Esserman L J, Alvarado M D, Howe R J, Mohan A J, Harrison B, Park C, O'Donoghue C, Ozanne E M
University of California, 1600 Divisadero, 2nd Floor, Box1710, San Francisco, CA, 94115, USA,
Breast Cancer Res Treat. 2014 Apr;144(2):371-8. doi: 10.1007/s10549-014-2881-2. Epub 2014 Mar 2.
The results from randomized clinical trials are often adopted slowly. This practice potentially prevents many people from benefiting from more effective care. Provide a framework for analyzing clinical trial results to determine whether and when early adoption of novel interventions is appropriate. The framework includes the evaluation of three components: confidence in trial results, impact of early, and late adoption if trial results are reversed or sustained. The adverse impact of early adoption, and the opportunity cost of late adoption are determined using Markov modeling to simulate the impact of early and late adoption in terms of quality of life years and resources gained or lost. We applied the framework to the TARGIT-A randomized clinical trial comparing intraoperative radiation (IORT) to standard external beam radiation (EBRT) and considered these results in the context of trials comparing endocrine therapy with and without radiation therapy in postmenopausal women. Confidence in the TARGIT-A trial 4 year results is high because the peak hazard for local recurrence in the trial is between 2 and 3 years. This is consistent with most trials, and no second peak has been observed in similar patient populations, suggesting that the TARGIT-A trial results are stable. The interventions offer approximately equivalent life expectancy. If IORT local recurrences rate were as high as 10 % at 10 years (which is higher than expected), we would project only 0.002 fewer expected life years (less than 1 day) compared to EBRT if IORT is adopted early. However, there is a $1.7 billion opportunity cost of waiting an additional 5 years to adopt IORT in low risk, hormone-receptor-positive, postmenopausal women. EBRT costs an additional $1467 in indirect costs per patient. Applying an evaluative framework for the adoption of clinical trial results to the TARGIT-A IORT therapy trial results in the assessment that the trial results are stable, early adoption would lead to minimal adverse impact, and substantially less resource use. Both IORT and no radiation are reasonable strategies to adopt.

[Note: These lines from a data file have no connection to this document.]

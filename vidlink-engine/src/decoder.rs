//! Per-channel decoding under the configured verification policy.

use tracing::instrument;
use vidlink_config::DecoderConfig;
use vidlink_protocol::{
    decode, decode_verified, parse_data_packet, parse_verified_data_packet, Channel, DataPacket,
    DecodeError, Packet,
};
use vidlink_telemetry::{DecodeLogger, DecodeMetrics};

/// Decodes the frames of one channel, logging and counting every outcome.
#[derive(Debug, Clone)]
pub struct ChannelDecoder {
    channel: Channel,
    verify_checksum: bool,
    metrics: Option<DecodeMetrics>,
}

impl ChannelDecoder {
    pub fn new(channel: Channel, config: &DecoderConfig) -> Self {
        Self {
            channel,
            verify_checksum: config.verify_checksum,
            metrics: None,
        }
    }

    pub fn with_metrics(mut self, metrics: DecodeMetrics) -> Self {
        self.metrics = Some(metrics);
        self
    }

    pub fn channel(&self) -> Channel {
        self.channel
    }

    pub fn verifies_checksum(&self) -> bool {
        self.verify_checksum
    }

    pub(crate) fn metrics(&self) -> Option<&DecodeMetrics> {
        self.metrics.as_ref()
    }

    /// Decodes one frame received on this channel.
    #[instrument(level = "trace", skip_all, fields(channel = %self.channel, len = buffer.len()))]
    pub fn decode(&self, buffer: &[u8]) -> Result<Packet, DecodeError> {
        let result = if self.verify_checksum {
            decode_verified(self.channel, buffer)
        } else {
            decode(self.channel, buffer)
        };
        self.observe(buffer, result)
    }

    /// Decodes a data-channel frame straight into a [`DataPacket`].
    pub fn decode_data(&self, buffer: &[u8]) -> Result<DataPacket, DecodeError> {
        let result = if self.verify_checksum {
            parse_verified_data_packet(buffer)
        } else {
            parse_data_packet(buffer)
        };
        self.observe(buffer, result)
    }

    fn observe<T>(&self, buffer: &[u8], result: Result<T, DecodeError>) -> Result<T, DecodeError> {
        match &result {
            Ok(_) => {
                if let Some(metrics) = &self.metrics {
                    metrics.record_decoded(self.channel);
                }
            }
            Err(error) => {
                DecodeLogger::log_drop(self.channel, self.sequence_hint(buffer), error);
                if let Some(metrics) = &self.metrics {
                    metrics.record_dropped(error);
                }
            }
        }
        result
    }

    /// Sequence byte of a frame that failed to decode, if the buffer reaches it.
    fn sequence_hint(&self, buffer: &[u8]) -> Option<u8> {
        let offset = match self.channel {
            Channel::Transfer => 1,
            Channel::Data | Channel::Control | Channel::Manage => 2,
        };
        buffer.get(offset).copied()
    }
}

#[cfg(test)]
mod tests {
    use super::*;
    use tracing_test::traced_test;

    const VALID: [u8; 6] = [0x00, 0x05, 0x04, 0x01, 0x03, 0x03];
    const CORRUPT: [u8; 6] = [0x00, 0x05, 0x04, 0x01, 0x03, 0x00];

    #[test]
    fn test_verification_policy() {
        let strict = ChannelDecoder::new(Channel::Data, &DecoderConfig::default());
        assert!(strict.decode(&VALID).is_ok());
        assert!(matches!(
            strict.decode(&CORRUPT),
            Err(DecodeError::ChecksumMismatch { .. })
        ));

        let lenient = ChannelDecoder::new(
            Channel::Data,
            &DecoderConfig {
                verify_checksum: false,
                ..DecoderConfig::default()
            },
        );
        assert!(!lenient.verifies_checksum());
        let packet = lenient.decode_data(&CORRUPT).unwrap();
        assert!(!packet.is_intact());
    }

    #[traced_test]
    #[test]
    fn test_drops_are_logged_and_counted() {
        let metrics = DecodeMetrics::new().unwrap();
        let decoder = ChannelDecoder::new(Channel::Data, &DecoderConfig::default())
            .with_metrics(metrics.clone());

        assert!(decoder.decode(&VALID).is_ok());
        assert!(decoder.decode(&[0x00, 0x05, 0x04, 0x07, 0x03, 0x00]).is_err());

        assert!(logs_contain("Dropped frame"));
        assert!(logs_contain("unsupported_type"));
        assert_eq!(metrics.frames_decoded.with_label_values(&["data"]).get(), 1);
        assert_eq!(
            metrics
                .frames_dropped
                .with_label_values(&["unsupported_type"])
                .get(),
            1
        );
    }

    #[test]
    fn test_control_channel() {
        let decoder = ChannelDecoder::new(Channel::Control, &DecoderConfig::default());
        let frame = [0x00, 0x06, 0x01, 0x02, 0x45, 0x09, 0x00 ^ 0x06 ^ 0x01 ^ 0x02 ^ 0x45 ^ 0x09];
        match decoder.decode(&frame).unwrap() {
            Packet::Control(packet) => {
                assert_eq!(packet.command(), 0x05);
                assert_eq!(packet.ack(), 0x01);
                assert_eq!(&packet.oid[..], &[0x09]);
            }
            other => panic!("unexpected packet {other:?}"),
        }
    }
}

随机临床试验的结果往往采用得很慢。这种做法可能会使许多人无法从更有效的治疗中受益。提供一个分析临床试验结果的框架,以确定早期采用新干预措施是否合适以及何时合适。该框架包括对三个组成部分的评估:对试验结果的信心、早期采用的影响以及如果试验结果被推翻或维持的晚期采用的影响。早期采用的不利影响以及晚期采用的机会成本是通过马尔可夫模型来确定的,该模型模拟早期和晚期采用在生活质量年数以及获得或损失的资源方面的影响。我们将该框架应用于TARGIT - A随机临床试验,该试验将术中放疗(IORT)与标准外照射放疗(EBRT)进行比较,并在比较绝经后妇女接受和不接受放疗的内分泌治疗的试验背景下考虑这些结果。对TARGIT - A试验4年结果的信心很高,因为该试验中局部复发的风险峰值在2至3年之间。这与大多数试验一致,并且在类似患者群体中未观察到第二个峰值,表明TARGIT - A试验结果是稳定的。这些干预措施提供的预期寿命大致相当。如果IORT在10年时的局部复发率高达10%(高于预期),那么如果早期采用IORT,与EBRT相比,我们预计预期寿命仅减少0.002年(不到1天)。然而,对于低风险、激素受体阳性的绝经后妇女,等待额外5年采用IORT存在17亿美元的机会成本。EBRT每位患者的间接成本额外增加1467美元。将临床试验结果采用的评估框架应用于TARGIT - A IORT治疗试验结果后评估得出,试验结果是稳定的,早期采用将导致最小的不利影响,并且资源使用大幅减少。IORT和不放疗都是合理的采用策略。